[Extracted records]
================================
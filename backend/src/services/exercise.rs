//! Exercise service: create and paginate the exercise catalog

use crate::error::ApiError;
use crate::repositories::{ExerciseRepository, RepositoryError};
use exercisedb_shared::{CreateExerciseRequest, Exercise, ExercisePage};
use tracing::{debug, info};

/// Exercise service
pub struct ExerciseService;

impl ExerciseService {
    /// Persist one exercise
    ///
    /// Fails with `Conflict` when the name or exercise id is already taken.
    pub async fn create_exercise(
        repo: &dyn ExerciseRepository,
        req: CreateExerciseRequest,
    ) -> Result<Exercise, ApiError> {
        let exercise = repo
            .insert(Exercise::from(req))
            .await
            .map_err(|e| match e {
                RepositoryError::Duplicate("exerciseId") => {
                    ApiError::Conflict("An exercise with this exerciseId already exists".to_string())
                }
                RepositoryError::Duplicate(_) => {
                    ApiError::Conflict("An exercise with this name already exists".to_string())
                }
                other => other.into(),
            })?;

        info!(exercise_id = %exercise.exercise_id, name = %exercise.name, "Exercise created");
        Ok(exercise)
    }

    /// One page of exercises in insertion order
    ///
    /// `limit` arrives already validated by `ExerciseListQuery`.
    pub async fn list_exercises(
        repo: &dyn ExerciseRepository,
        offset: u64,
        limit: u64,
    ) -> Result<ExercisePage, ApiError> {
        let total = repo.count().await?;
        let exercises = repo.list(offset, limit).await?;
        debug!(offset, limit, total, returned = exercises.len(), "Listed exercises");

        Ok(ExercisePage {
            current_page: Self::current_page(offset, limit),
            total_pages: Self::total_pages(total, limit),
            total_exercises: total,
            exercises,
        })
    }

    /// `floor(offset / limit) + 1`
    pub fn current_page(offset: u64, limit: u64) -> u64 {
        offset / limit.max(1) + 1
    }

    /// `ceil(total / limit)`
    pub fn total_pages(total: u64, limit: u64) -> u64 {
        total.div_ceil(limit.max(1))
    }
}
================================
Task goal: State how many lines in the records contain the string "info". Give the number with no words around it.

Exercise solution: 2